[Stored data]
========
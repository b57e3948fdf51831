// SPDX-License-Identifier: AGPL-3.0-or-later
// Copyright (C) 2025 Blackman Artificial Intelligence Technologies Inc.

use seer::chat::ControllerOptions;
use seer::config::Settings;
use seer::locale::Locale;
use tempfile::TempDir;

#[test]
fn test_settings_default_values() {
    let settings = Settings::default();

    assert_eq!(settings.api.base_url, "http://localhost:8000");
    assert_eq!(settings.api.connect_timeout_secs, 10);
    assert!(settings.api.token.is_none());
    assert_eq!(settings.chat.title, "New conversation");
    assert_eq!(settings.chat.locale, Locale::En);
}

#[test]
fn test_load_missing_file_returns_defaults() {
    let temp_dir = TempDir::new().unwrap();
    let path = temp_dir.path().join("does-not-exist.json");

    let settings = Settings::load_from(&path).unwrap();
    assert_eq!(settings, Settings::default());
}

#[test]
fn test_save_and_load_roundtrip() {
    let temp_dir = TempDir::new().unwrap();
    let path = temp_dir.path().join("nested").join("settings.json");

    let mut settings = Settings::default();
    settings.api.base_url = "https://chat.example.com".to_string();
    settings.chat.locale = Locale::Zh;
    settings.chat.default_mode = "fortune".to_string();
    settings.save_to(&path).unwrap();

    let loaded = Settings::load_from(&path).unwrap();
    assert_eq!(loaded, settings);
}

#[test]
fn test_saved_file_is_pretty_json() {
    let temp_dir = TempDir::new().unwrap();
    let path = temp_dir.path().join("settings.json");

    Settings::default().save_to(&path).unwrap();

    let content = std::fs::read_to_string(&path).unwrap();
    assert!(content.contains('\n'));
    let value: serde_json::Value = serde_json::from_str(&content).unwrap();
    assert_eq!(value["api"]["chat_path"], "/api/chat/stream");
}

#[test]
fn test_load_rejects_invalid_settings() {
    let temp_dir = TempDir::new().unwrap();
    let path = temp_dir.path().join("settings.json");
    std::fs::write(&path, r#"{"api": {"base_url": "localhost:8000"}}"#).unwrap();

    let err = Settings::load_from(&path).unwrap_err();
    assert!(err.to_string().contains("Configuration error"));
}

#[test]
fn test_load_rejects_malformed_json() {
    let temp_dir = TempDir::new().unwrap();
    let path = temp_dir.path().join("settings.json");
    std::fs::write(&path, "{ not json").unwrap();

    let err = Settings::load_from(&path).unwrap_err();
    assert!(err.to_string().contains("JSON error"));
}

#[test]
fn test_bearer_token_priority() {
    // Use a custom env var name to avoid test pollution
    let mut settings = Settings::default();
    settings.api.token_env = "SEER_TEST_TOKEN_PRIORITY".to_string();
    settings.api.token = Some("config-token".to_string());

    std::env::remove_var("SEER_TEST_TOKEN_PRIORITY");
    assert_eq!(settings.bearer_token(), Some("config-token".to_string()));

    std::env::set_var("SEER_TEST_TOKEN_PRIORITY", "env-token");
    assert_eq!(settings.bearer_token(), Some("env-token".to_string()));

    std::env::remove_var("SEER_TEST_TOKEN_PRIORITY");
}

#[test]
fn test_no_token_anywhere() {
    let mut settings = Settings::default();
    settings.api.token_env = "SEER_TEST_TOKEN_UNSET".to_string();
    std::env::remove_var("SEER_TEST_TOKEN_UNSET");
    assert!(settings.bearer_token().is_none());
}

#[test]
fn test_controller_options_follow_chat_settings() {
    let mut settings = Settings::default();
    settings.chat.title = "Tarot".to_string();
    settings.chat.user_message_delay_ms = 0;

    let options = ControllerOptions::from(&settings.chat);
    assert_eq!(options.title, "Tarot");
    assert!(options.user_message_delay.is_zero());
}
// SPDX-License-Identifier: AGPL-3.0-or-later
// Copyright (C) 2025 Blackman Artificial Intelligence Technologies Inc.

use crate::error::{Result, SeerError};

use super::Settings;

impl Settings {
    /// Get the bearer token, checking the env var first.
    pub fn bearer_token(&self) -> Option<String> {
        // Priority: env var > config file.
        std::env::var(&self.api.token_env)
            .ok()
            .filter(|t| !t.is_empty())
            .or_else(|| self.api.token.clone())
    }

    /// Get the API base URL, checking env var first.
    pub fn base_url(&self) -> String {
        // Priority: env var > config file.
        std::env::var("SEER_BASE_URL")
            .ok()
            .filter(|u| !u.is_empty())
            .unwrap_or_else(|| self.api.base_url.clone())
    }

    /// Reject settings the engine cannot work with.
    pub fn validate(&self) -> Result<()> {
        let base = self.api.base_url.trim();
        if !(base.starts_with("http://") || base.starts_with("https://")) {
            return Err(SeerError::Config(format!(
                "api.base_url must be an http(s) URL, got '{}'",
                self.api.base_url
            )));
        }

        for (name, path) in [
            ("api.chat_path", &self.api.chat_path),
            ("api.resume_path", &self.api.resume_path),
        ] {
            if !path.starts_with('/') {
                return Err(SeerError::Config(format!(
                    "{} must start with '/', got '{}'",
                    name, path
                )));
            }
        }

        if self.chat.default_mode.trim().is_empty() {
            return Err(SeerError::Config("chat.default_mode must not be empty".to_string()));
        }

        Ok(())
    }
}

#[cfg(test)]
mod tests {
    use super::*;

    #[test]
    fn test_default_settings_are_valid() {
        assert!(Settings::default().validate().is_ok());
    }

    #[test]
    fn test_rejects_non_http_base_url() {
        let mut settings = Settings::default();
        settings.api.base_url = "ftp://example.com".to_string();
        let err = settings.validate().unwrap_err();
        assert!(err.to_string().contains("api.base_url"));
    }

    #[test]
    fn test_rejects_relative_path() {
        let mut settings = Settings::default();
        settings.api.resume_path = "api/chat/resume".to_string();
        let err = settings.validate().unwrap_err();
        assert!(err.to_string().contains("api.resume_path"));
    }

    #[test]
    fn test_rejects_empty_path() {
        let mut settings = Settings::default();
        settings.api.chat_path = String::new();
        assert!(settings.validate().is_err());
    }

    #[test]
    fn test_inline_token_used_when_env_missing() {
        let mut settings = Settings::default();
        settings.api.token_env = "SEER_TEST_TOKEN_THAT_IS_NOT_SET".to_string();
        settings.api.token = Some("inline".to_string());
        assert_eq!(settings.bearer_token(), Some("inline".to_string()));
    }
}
========
TASK STATEMENT: Look back at the data above. Transcribe exactly the lines starting at the line that contains "let base = self.api.base_url.trim();" and ending at the line that contains "for (name, path)".

RESULT FOR THIS EXERCISE:
        let base = self.api.base_url.trim();
        if !(base.starts_with("http://") || base.starts_with("https://")) {
            return Err(SeerError::Config(format!(
                "api.base_url must be an http(s) URL, got '{}'",
                self.api.base_url
            )));
        }

        for (name, path) in [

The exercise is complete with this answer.